• **SOURCE INFORMATION**
# # # # #
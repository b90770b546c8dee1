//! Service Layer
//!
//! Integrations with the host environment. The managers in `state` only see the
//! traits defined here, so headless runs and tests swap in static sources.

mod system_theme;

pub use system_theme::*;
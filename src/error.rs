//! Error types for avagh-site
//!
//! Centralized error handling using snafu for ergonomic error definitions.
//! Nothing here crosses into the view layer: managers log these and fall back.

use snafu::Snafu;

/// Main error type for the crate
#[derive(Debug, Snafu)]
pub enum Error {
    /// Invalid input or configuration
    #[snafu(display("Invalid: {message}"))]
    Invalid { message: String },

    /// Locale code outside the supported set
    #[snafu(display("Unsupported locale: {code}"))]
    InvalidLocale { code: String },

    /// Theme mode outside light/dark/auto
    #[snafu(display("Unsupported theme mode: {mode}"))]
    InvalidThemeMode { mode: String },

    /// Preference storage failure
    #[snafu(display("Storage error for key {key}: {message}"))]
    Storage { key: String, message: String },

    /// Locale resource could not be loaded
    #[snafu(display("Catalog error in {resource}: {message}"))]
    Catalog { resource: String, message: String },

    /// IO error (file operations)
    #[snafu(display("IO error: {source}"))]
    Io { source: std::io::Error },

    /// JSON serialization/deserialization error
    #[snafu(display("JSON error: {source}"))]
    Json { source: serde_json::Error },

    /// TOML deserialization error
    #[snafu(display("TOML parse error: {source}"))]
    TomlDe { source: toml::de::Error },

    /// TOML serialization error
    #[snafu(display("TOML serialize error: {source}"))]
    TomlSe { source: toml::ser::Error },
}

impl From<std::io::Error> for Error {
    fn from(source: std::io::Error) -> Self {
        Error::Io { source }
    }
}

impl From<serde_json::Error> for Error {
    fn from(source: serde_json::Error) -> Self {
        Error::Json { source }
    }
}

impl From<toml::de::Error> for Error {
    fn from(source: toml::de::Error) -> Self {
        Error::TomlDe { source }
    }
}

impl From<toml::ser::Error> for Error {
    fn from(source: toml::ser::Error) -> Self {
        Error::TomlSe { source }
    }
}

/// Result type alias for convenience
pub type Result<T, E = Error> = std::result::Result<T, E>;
# # # # #
• **YOUR ASSIGNMENT**
Take the listing above and repeat exactly the lines from the one containing "only see the" through the one containing "use snafu::Snafu;", both included.

• **SOLUTION TO THIS TASK**
//! Integrations with the host environment. The managers in `state` only see the
//! traits defined here, so headless runs and tests swap in static sources.

mod system_theme;

pub use system_theme::*;
filename src/error.rs
//! Error types for avagh-site
//!
//! Centralized error handling using snafu for ergonomic error definitions.
//! Nothing here crosses into the view layer: managers log these and fall back.

use snafu::Snafu;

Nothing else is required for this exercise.